=== Problem ===
Take the entries below and print, exactly, the stretch from the line containing "let rows = soda::Entity::find()" through the line containing "let dup = svc.create(input).await;", both included.

§

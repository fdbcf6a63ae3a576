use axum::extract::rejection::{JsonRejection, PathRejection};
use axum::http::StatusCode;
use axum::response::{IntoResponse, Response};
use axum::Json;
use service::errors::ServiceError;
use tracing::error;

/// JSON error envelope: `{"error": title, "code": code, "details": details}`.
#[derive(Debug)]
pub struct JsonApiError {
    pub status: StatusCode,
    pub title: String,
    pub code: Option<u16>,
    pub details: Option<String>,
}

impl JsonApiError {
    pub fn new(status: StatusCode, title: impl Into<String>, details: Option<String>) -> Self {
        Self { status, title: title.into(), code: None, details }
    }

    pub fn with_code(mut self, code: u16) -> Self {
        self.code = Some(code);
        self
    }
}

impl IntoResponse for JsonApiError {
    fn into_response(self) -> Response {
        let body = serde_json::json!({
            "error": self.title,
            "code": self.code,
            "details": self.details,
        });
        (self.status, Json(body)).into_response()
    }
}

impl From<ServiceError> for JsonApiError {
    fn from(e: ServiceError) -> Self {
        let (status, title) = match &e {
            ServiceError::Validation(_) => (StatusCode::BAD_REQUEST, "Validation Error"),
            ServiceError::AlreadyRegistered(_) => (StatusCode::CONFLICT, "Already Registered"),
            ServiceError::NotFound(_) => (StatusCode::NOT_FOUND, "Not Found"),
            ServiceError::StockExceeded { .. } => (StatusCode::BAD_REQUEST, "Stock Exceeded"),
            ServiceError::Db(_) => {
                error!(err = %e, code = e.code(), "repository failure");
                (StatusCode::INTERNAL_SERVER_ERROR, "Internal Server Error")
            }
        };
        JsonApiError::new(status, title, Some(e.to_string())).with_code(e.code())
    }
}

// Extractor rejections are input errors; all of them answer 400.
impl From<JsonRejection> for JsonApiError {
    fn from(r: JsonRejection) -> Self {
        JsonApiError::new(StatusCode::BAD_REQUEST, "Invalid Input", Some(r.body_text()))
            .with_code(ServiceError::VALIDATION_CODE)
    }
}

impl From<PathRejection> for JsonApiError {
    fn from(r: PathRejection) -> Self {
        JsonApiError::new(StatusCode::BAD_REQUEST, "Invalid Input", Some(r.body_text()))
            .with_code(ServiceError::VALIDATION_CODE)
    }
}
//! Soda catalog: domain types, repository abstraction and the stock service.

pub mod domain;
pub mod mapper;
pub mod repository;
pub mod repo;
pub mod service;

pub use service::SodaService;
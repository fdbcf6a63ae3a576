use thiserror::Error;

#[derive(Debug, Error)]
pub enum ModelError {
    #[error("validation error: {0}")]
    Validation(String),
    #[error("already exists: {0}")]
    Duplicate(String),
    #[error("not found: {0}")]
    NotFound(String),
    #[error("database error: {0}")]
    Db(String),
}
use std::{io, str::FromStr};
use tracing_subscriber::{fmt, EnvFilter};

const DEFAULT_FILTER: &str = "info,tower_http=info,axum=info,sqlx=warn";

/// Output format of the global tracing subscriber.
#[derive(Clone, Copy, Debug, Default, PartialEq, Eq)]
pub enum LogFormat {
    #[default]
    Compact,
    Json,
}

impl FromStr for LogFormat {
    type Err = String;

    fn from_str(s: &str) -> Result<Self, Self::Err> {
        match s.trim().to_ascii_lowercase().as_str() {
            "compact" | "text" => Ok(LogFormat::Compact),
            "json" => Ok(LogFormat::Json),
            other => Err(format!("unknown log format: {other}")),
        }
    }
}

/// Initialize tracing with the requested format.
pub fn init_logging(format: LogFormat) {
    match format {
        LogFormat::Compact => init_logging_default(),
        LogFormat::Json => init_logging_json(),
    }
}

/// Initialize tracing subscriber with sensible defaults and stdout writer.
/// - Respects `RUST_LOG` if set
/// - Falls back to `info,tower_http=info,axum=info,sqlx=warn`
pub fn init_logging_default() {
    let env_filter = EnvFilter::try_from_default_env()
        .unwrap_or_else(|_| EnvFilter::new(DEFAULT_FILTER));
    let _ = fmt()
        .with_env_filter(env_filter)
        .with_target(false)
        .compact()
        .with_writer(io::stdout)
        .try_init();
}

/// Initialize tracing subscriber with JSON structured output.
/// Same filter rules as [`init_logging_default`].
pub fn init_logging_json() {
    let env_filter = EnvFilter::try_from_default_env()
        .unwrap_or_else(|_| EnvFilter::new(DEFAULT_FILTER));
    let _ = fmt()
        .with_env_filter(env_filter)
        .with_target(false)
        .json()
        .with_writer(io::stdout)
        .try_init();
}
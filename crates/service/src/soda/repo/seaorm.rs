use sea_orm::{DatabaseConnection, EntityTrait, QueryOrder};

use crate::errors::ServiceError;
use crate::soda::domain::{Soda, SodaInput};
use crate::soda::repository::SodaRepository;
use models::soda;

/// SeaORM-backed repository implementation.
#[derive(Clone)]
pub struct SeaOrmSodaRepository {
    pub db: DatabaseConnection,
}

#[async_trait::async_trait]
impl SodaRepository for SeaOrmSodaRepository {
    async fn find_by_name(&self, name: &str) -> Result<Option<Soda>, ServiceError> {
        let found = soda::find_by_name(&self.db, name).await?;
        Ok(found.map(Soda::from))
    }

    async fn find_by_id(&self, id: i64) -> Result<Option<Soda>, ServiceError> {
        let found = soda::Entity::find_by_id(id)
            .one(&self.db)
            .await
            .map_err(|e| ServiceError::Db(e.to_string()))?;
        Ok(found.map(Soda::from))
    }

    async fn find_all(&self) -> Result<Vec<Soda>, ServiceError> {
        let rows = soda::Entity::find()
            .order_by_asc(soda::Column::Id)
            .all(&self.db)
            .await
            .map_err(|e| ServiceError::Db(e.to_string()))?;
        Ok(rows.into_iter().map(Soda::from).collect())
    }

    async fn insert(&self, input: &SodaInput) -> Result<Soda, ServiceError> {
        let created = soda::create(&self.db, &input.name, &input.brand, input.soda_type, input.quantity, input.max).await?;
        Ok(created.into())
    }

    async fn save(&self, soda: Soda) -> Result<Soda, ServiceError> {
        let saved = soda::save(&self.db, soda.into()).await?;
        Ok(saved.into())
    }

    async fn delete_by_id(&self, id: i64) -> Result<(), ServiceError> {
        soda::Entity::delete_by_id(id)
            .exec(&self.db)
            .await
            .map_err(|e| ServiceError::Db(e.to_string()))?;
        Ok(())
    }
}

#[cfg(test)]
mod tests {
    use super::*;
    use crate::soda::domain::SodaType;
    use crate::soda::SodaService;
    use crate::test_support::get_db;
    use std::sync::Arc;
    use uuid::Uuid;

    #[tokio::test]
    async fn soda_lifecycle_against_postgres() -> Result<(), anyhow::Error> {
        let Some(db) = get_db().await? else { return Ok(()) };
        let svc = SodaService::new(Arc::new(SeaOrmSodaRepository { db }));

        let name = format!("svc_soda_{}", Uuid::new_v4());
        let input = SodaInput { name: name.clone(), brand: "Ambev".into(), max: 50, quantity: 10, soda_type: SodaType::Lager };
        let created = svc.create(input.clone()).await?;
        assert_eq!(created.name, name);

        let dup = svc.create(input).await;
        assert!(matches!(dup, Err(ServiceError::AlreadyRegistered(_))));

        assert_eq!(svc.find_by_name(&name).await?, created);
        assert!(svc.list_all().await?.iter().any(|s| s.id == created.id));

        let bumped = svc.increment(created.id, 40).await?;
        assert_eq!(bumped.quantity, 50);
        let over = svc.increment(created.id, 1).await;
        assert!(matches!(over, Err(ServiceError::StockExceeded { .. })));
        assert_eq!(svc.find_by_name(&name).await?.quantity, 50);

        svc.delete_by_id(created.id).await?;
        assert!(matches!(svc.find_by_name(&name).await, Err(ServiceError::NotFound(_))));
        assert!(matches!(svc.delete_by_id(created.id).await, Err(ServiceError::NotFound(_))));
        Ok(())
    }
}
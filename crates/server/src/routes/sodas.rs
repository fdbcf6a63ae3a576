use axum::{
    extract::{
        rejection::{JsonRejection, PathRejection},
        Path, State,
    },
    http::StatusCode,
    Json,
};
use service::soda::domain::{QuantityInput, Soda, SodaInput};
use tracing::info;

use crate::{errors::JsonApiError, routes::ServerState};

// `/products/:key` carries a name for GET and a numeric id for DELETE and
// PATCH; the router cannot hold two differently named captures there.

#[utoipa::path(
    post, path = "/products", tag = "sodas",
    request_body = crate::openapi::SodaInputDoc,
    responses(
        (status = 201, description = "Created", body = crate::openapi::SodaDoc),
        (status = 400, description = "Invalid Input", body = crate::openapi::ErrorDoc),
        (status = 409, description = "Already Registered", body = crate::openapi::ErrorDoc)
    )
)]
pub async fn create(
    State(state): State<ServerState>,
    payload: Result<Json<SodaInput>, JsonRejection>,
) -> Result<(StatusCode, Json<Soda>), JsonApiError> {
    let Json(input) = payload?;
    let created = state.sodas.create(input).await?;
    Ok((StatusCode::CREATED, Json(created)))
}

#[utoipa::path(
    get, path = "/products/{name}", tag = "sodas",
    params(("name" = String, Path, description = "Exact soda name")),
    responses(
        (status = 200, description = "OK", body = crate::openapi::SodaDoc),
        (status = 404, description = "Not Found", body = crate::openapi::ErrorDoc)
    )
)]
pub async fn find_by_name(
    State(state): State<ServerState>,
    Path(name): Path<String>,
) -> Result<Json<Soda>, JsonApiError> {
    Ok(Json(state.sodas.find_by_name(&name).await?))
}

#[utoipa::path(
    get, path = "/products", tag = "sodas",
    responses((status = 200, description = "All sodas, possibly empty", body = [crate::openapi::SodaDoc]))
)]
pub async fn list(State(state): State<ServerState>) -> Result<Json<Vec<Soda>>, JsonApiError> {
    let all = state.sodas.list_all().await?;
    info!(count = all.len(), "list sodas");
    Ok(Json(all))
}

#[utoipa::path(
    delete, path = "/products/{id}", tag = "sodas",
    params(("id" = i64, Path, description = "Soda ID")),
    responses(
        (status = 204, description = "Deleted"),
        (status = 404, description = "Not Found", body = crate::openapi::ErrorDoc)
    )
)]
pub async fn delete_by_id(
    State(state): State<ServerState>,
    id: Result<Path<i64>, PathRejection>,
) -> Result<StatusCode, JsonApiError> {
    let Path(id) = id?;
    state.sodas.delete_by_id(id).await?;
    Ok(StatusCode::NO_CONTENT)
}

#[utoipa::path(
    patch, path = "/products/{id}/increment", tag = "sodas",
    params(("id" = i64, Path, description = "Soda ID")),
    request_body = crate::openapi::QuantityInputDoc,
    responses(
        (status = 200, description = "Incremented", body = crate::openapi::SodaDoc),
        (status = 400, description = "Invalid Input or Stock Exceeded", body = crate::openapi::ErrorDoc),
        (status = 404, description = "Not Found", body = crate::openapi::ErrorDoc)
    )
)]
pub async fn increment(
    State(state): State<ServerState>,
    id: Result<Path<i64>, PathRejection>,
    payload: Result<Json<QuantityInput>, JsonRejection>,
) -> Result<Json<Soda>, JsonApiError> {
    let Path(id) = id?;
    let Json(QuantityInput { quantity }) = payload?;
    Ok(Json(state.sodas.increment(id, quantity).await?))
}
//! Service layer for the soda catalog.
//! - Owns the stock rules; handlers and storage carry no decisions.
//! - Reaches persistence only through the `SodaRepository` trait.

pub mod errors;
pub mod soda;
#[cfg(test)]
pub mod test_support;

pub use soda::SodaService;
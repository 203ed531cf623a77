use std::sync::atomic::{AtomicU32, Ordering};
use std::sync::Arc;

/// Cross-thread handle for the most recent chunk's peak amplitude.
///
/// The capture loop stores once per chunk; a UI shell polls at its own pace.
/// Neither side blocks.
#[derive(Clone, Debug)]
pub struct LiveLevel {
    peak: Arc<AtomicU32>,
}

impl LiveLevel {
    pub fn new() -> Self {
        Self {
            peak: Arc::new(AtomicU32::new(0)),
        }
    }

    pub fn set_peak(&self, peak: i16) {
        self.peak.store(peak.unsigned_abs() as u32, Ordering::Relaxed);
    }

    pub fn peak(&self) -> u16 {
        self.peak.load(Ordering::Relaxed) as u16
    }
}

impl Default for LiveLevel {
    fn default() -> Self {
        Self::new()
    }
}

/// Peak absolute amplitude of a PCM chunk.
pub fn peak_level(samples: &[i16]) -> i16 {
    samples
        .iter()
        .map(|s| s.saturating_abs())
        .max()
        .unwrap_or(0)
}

§

=== Solved problem ===
        let rows = soda::Entity::find()
            .order_by_asc(soda::Column::Id)
            .all(&self.db)
            .await
            .map_err(|e| ServiceError::Db(e.to_string()))?;
        Ok(rows.into_iter().map(Soda::from).collect())
    }

    async fn insert(&self, input: &SodaInput) -> Result<Soda, ServiceError> {
        let created = soda::create(&self.db, &input.name, &input.brand, input.soda_type, input.quantity, input.max).await?;
        Ok(created.into())
    }

    async fn save(&self, soda: Soda) -> Result<Soda, ServiceError> {
        let saved = soda::save(&self.db, soda.into()).await?;
        Ok(saved.into())
    }

    async fn delete_by_id(&self, id: i64) -> Result<(), ServiceError> {
        soda::Entity::delete_by_id(id)
            .exec(&self.db)
            .await
            .map_err(|e| ServiceError::Db(e.to_string()))?;
        Ok(())
    }
}

#[cfg(test)]
mod tests {
    use super::*;
    use crate::soda::domain::SodaType;
    use crate::soda::SodaService;
    use crate::test_support::get_db;
    use std::sync::Arc;
    use uuid::Uuid;

    #[tokio::test]
    async fn soda_lifecycle_against_postgres() -> Result<(), anyhow::Error> {
        let Some(db) = get_db().await? else { return Ok(()) };
        let svc = SodaService::new(Arc::new(SeaOrmSodaRepository { db }));

        let name = format!("svc_soda_{}", Uuid::new_v4());
        let input = SodaInput { name: name.clone(), brand: "Ambev".into(), max: 50, quantity: 10, soda_type: SodaType::Lager };
        let created = svc.create(input.clone()).await?;
        assert_eq!(created.name, name);

        let dup = svc.create(input).await;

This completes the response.